Dans cette nouvelle configuration, que peut, que doit faire l’Europe pour conserver la maîtrise de son destin? Trois actions me paraissent urgentes et déterminantes. La première est de recentrer l’Europe sur son marché intérieur. Cela concerne tout d’abord la demande, qui doit être orientée, par la voie dirigiste si besoin, vers les circuits courts et la production locale. Il serait aberrant que nos vastes plans de relance soient, comme après 2008, absorbés par des importations ne créant aucune valeur ajoutée sur le sol français et européen. Cela suppose de se doter de protections tarifaires et normatives actuellement vidées de leur portée par les accords de libre commerce peu réciprocitaires négociés par la Commission européenne et d’une politique de soutien à l’industrie impossible dans le cadre européen actuel, qui a au contraire montré, en ouvrant, en pleine pandémie, de nouveaux chapitres de l’élargissement à l’Albanie et à la Macédoine du Nord, en signant un traité de libre-échange avec le Vietnam, ou encore en sanctionnant les aides d’État, que sa vision des choses était diamétralement inverse. Cette réorientation sera toutefois sans effet si la politique d’offre ne suit pas, et son principal frein, en France, est le niveau excessif des prélèvements obligatoires, qui pèsent sur une partie de plus en plus restreinte et asphyxiée de la population et du tissu productif. Il serait intéressant de demander aux paysans chinois ce qu’ils ont pensé de l’appel du ministre de l’agriculture français pour trouver 200 000 volontaires pour les travaux des champs, en remplacement des travailleurs saisonniers, dans un pays qui compte près de 2 millions de bénéficiaires du RSA.
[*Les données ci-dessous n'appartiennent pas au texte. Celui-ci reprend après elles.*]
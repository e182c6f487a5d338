use serde::{Deserialize, Serialize};

/// UI chrome preferences persisted as RON. Document content and style live in
/// the draft records, not here.
#[derive(Debug, Clone, Serialize, Deserialize)]
#[serde(default)]
pub struct AppConfig {
    pub window: WindowConfig,
    pub ui: UiConfig,
}

#[derive(Debug, Clone, Serialize, Deserialize)]
#[serde(default)]
pub struct WindowConfig {
    pub width: u32,
    pub height: u32,
}

#[derive(Debug, Clone, Serialize, Deserialize)]
#[serde(default)]
pub struct UiConfig {
    /// Width of the control panel column, in logical pixels.
    pub panel_width: f32,
    /// Padding around the preview surface.
    pub preview_padding: f32,
    /// Size of panel chrome text (labels, buttons, field contents).
    pub font_size: f32,
}

impl Default for AppConfig {
    fn default() -> Self {
        AppConfig {
            window: WindowConfig::default(),
            ui: UiConfig::default(),
        }
    }
}

impl Default for WindowConfig {
    fn default() -> Self {
        WindowConfig {
            width: 1280,
            height: 800,
        }
    }
}

impl Default for UiConfig {
    fn default() -> Self {
        UiConfig {
            panel_width: 340.0,
            preview_padding: 40.0,
            font_size: 14.0,
        }
    }
}

#[cfg(test)]
mod tests {
    use super::*;

    #[test]
    fn default_config_has_sane_values() {
        let config = AppConfig::default();
        assert_eq!(config.window.width, 1280);
        assert_eq!(config.ui.panel_width, 340.0);
        assert_eq!(config.ui.font_size, 14.0);
    }

    #[test]
    fn partial_ron_uses_defaults_for_missing_fields() {
        let config: AppConfig = ron::from_str("(ui: (panel_width: 400.0))").unwrap();
        assert_eq!(config.ui.panel_width, 400.0);
        assert_eq!(config.ui.preview_padding, 40.0);
        assert_eq!(config.window.height, 800);
    }

    #[test]
    fn config_round_trips_through_ron() {
        let config = AppConfig {
            ui: UiConfig {
                panel_width: 300.0,
                ..UiConfig::default()
            },
            ..AppConfig::default()
        };
        let pretty = ron::ser::PrettyConfig::default();
        let serialized = ron::ser::to_string_pretty(&config, pretty).unwrap();
        let back: AppConfig = ron::from_str(&serialized).unwrap();
        assert_eq!(back.ui.panel_width, 300.0);
    }
}
use std::fmt;

use serde::de::Error as _;
use serde::{Deserialize, Deserializer, Serialize, Serializer};

/// An opaque RGB color. Persisted as a `#rrggbb` hex string so draft records
/// keep the original color-field format.
#[derive(Clone, Copy, PartialEq, Eq, Debug)]
pub struct Rgb {
    pub r: u8,
    pub g: u8,
    pub b: u8,
}

impl Rgb {
    pub const fn new(r: u8, g: u8, b: u8) -> Self {
        Rgb { r, g, b }
    }

    /// Default ink color for poem text. #2C3E50
    pub const DEFAULT_FG: Rgb = Rgb::new(0x2C, 0x3E, 0x50);

    /// Default preview background. #F8F9FA
    pub const DEFAULT_BG: Rgb = Rgb::new(0xF8, 0xF9, 0xFA);

    // -- Swatch palettes offered in the control panel --

    pub const TEXT_SWATCHES: [Rgb; 8] = [
        Rgb::new(0x2C, 0x3E, 0x50), // slate (default)
        Rgb::new(0x00, 0x00, 0x00), // black
        Rgb::new(0xFF, 0xFF, 0xFF), // white
        Rgb::new(0x7F, 0x1D, 0x1D), // wine
        Rgb::new(0x1E, 0x3A, 0x8A), // navy
        Rgb::new(0x14, 0x53, 0x2D), // forest
        Rgb::new(0x6B, 0x21, 0xA8), // violet
        Rgb::new(0x92, 0x40, 0x0E), // sepia
    ];

    pub const BACKGROUND_SWATCHES: [Rgb; 8] = [
        Rgb::new(0xF8, 0xF9, 0xFA), // mist (default)
        Rgb::new(0xFF, 0xFF, 0xFF), // white
        Rgb::new(0xFF, 0xF8, 0xE7), // cream
        Rgb::new(0xFD, 0xF2, 0xF8), // blush
        Rgb::new(0xEF, 0xF6, 0xFF), // ice
        Rgb::new(0xEC, 0xFD, 0xF5), // mint
        Rgb::new(0x1F, 0x29, 0x37), // slate
        Rgb::new(0x11, 0x18, 0x27), // ink
    ];

    pub const fn to_pixel(self) -> u32 {
        ((self.r as u32) << 16) | ((self.g as u32) << 8) | (self.b as u32)
    }

    /// Parses a `#rrggbb` (or bare `rrggbb`) hex color.
    pub fn parse_hex(s: &str) -> Option<Rgb> {
        let hex = s.strip_prefix('#').unwrap_or(s);
        if hex.len() != 6 || !hex.is_ascii() {
            return None;
        }
        let r = u8::from_str_radix(&hex[0..2], 16).ok()?;
        let g = u8::from_str_radix(&hex[2..4], 16).ok()?;
        let b = u8::from_str_radix(&hex[4..6], 16).ok()?;
        Some(Rgb { r, g, b })
    }

    pub fn to_hex(self) -> String {
        format!("#{:02x}{:02x}{:02x}", self.r, self.g, self.b)
    }
}

impl fmt::Display for Rgb {
    fn fmt(&self, f: &mut fmt::Formatter<'_>) -> fmt::Result {
        write!(f, "{}", self.to_hex())
    }
}

impl Serialize for Rgb {
    fn serialize<S: Serializer>(&self, serializer: S) -> Result<S::Ok, S::Error> {
        serializer.serialize_str(&self.to_hex())
    }
}

impl<'de> Deserialize<'de> for Rgb {
    fn deserialize<D: Deserializer<'de>>(deserializer: D) -> Result<Self, D::Error> {
        let raw = String::deserialize(deserializer)?;
        Rgb::parse_hex(&raw).ok_or_else(|| D::Error::custom(format!("invalid color {raw:?}")))
    }
}
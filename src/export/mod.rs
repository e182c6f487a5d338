mod clipboard;
mod image;
mod share;
mod text;

pub use clipboard::{copy_text, paste_text};
pub use image::{ImageOptions, encode_png, image_export_path};
pub use share::{ShareTarget, open_share, share_url};
pub use text::{export_text, text_export_path};

use std::path::PathBuf;

/// Directory exported files land in: the user's download directory when it
/// exists, otherwise the home directory, otherwise the data directory.
pub(crate) fn output_dir() -> PathBuf {
    if let Some(home) = std::env::var_os("HOME").or_else(|| std::env::var_os("USERPROFILE")) {
        let home = PathBuf::from(home);
        let downloads = home.join("Downloads");
        if downloads.is_dir() {
            return downloads;
        }
        return home;
    }
    crate::storage::DraftStore::open()
        .map(|store| store.dir().to_path_buf())
        .unwrap_or_else(|| PathBuf::from("."))
}
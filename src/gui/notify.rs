use std::time::{Duration, Instant};

use crate::doc::PoemFont;

use super::renderer::types::{FlatRectCmd, Rect, RoundedRectCmd, TextCmd, scaled_px};

/// How long a toast stays fully visible between its transitions.
pub(in crate::gui) const TOAST_VISIBLE: Duration = Duration::from_secs(5);

/// Slide-in / slide-out transition length.
pub(in crate::gui) const TOAST_TRANSITION: Duration = Duration::from_millis(300);

const ANIMATION_FRAME_INTERVAL: Duration = Duration::from_millis(16);

#[derive(Clone, Copy, Debug, PartialEq, Eq)]
pub(in crate::gui) enum Severity {
    Info,
    Success,
    Warning,
    Error,
}

impl Severity {
    pub fn accent(self) -> u32 {
        match self {
            Severity::Info => 0x3B82F6,
            Severity::Success => 0x10B981,
            Severity::Warning => 0xF59E0B,
            Severity::Error => 0xEF4444,
        }
    }
}

#[derive(Clone, Copy, Debug, PartialEq, Eq)]
enum Phase {
    Entering,
    Visible,
    Exiting,
}

/// One transient toast. Each runs its own lifecycle independent of its
/// neighbors in the stack.
pub(in crate::gui) struct Toast {
    pub message: String,
    pub severity: Severity,
    phase: Phase,
    /// When the current phase began.
    phase_start: Instant,
}

impl Toast {
    fn phase_elapsed(&self, now: Instant) -> Duration {
        now.saturating_duration_since(self.phase_start)
    }

    /// Horizontal slide progress in [0, 1]: 0 fully off-screen, 1 resting.
    fn slide(&self, now: Instant) -> f32 {
        let t = self.phase_elapsed(now).as_secs_f32() / TOAST_TRANSITION.as_secs_f32();
        match self.phase {
            Phase::Entering => t.clamp(0.0, 1.0),
            Phase::Visible => 1.0,
            Phase::Exiting => 1.0 - t.clamp(0.0, 1.0),
        }
    }
}

/// Draw commands for one toast.
pub(in crate::gui) struct ToastLayout {
    pub bg: RoundedRectCmd,
    pub accent: FlatRectCmd,
    pub text: TextCmd,
    /// Click target, also used for dismissal hit-testing.
    pub rect: Rect,
}

/// Top-right toast stack. Pushing never displaces existing toasts; each
/// dismisses on its own schedule or on click.
#[derive(Default)]
pub(in crate::gui) struct NotificationCenter {
    toasts: Vec<Toast>,
}

impl NotificationCenter {
    pub fn push(&mut self, message: impl Into<String>, severity: Severity, now: Instant) {
        self.toasts.push(Toast {
            message: message.into(),
            severity,
            phase: Phase::Entering,
            phase_start: now,
        });
    }

    pub fn is_empty(&self) -> bool {
        self.toasts.is_empty()
    }

    /// Starts the exit transition for a clicked toast. A toast already on its
    /// way out ignores further clicks, so removal happens exactly once.
    pub fn dismiss(&mut self, index: usize, now: Instant) {
        if let Some(toast) = self.toasts.get_mut(index)
            && toast.phase != Phase::Exiting
        {
            toast.phase = Phase::Exiting;
            toast.phase_start = now;
        }
    }

    /// Advances phases and drops finished toasts. Returns true when anything
    /// changed (a redraw is needed).
    pub fn tick(&mut self, now: Instant) -> bool {
        let mut changed = false;
        for toast in &mut self.toasts {
            match toast.phase {
                Phase::Entering if toast.phase_elapsed(now) >= TOAST_TRANSITION => {
                    toast.phase = Phase::Visible;
                    toast.phase_start += TOAST_TRANSITION;
                    changed = true;
                }
                Phase::Visible if toast.phase_elapsed(now) >= TOAST_VISIBLE => {
                    toast.phase = Phase::Exiting;
                    toast.phase_start += TOAST_VISIBLE;
                    changed = true;
                }
                _ => {}
            }
        }
        let before = self.toasts.len();
        self.toasts
            .retain(|toast| !(toast.phase == Phase::Exiting && toast.phase_elapsed(now) >= TOAST_TRANSITION));
        changed || self.toasts.len() != before
    }

    /// Next wakeup: animation frames while any toast slides, otherwise the
    /// earliest visibility deadline.
    pub fn schedule(&self, now: Instant) -> Option<Instant> {
        let mut next: Option<Instant> = None;
        for toast in &self.toasts {
            let deadline = match toast.phase {
                Phase::Entering | Phase::Exiting => now + ANIMATION_FRAME_INTERVAL,
                Phase::Visible => toast.phase_start + TOAST_VISIBLE,
            };
            next = Some(next.map_or(deadline, |current| current.min(deadline)));
        }
        next
    }

    /// Lays out the stack against the buffer's right edge, newest at the
    /// bottom. Sliding toasts hang off-screen proportionally.
    pub fn layout(&self, buf_width: u32, ui_scale: f64, now: Instant) -> Vec<ToastLayout> {
        let width = scaled_px(300, ui_scale) as f32;
        let height = scaled_px(48, ui_scale) as f32;
        let margin = scaled_px(20, ui_scale) as f32;
        let gap = scaled_px(10, ui_scale) as f32;
        let accent_w = scaled_px(4, ui_scale) as f32;
        let pad = scaled_px(14, ui_scale) as f32;
        let font_size = scaled_px(14, ui_scale) as f32;
        let radius = scaled_px(8, ui_scale) as f32;

        let mut layouts = Vec::with_capacity(self.toasts.len());
        let mut y = margin;
        for toast in &self.toasts {
            let slide = toast.slide(now);
            let resting_x = buf_width as f32 - margin - width;
            let x = resting_x + (width + margin) * (1.0 - slide);
            let rect = Rect::new(x, y, width, height);
            layouts.push(ToastLayout {
                bg: RoundedRectCmd {
                    x,
                    y,
                    w: width,
                    h: height,
                    radius,
                    color: toast.severity.accent(),
                    opacity: 1.0,
                },
                accent: FlatRectCmd {
                    x,
                    y,
                    w: accent_w,
                    h: height,
                    color: 0xFFFFFF,
                    opacity: 0.35,
                },
                text: TextCmd {
                    x: x + pad,
                    y: y + (height - font_size * 1.2) / 2.0,
                    text: toast.message.clone(),
                    font: PoemFont::Sans,
                    size: font_size,
                    color: 0xFFFFFF,
                    opacity: 1.0,
                },
                rect,
            });
            y += height + gap;
        }
        layouts
    }

    /// Index of the toast under the pointer, if any.
    pub fn hit_test(&self, x: f64, y: f64, buf_width: u32, ui_scale: f64, now: Instant) -> Option<usize> {
        self.layout(buf_width, ui_scale, now)
            .iter()
            .position(|toast| toast.rect.contains(x, y))
    }
}

#[cfg(test)]
#[path = "../../tests/unit/gui_notify.rs"]
mod tests;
La seconde action concerne la maîtrise des frontières physiques, et la crise a justement montré qu’elle était parfaitement réalisable. Il n’est nul besoin d’insister sur la déstabilisation des sociétés européennes induite par des décennies d’immigration incontrôlée et instrumentalisée par de nombreux États, la Turquie en dernier lieu. Si rien n’est fait, il faut s’attendre à l’installation d’un état de fracturation permanente au sein d’une Europe connaissant successivement le destin de l’Autriche-Hongrie, de la Yougoslavie puis du Liban, débouchant sur une partition politique croissante, notamment avec les pays de l’Est. Aucune politique de puissance n’est possible lorsque l’on est miné par des dissensions internes irréconciliables, l’histoire montrant que l’éclatement était invariablement au bout du chemin.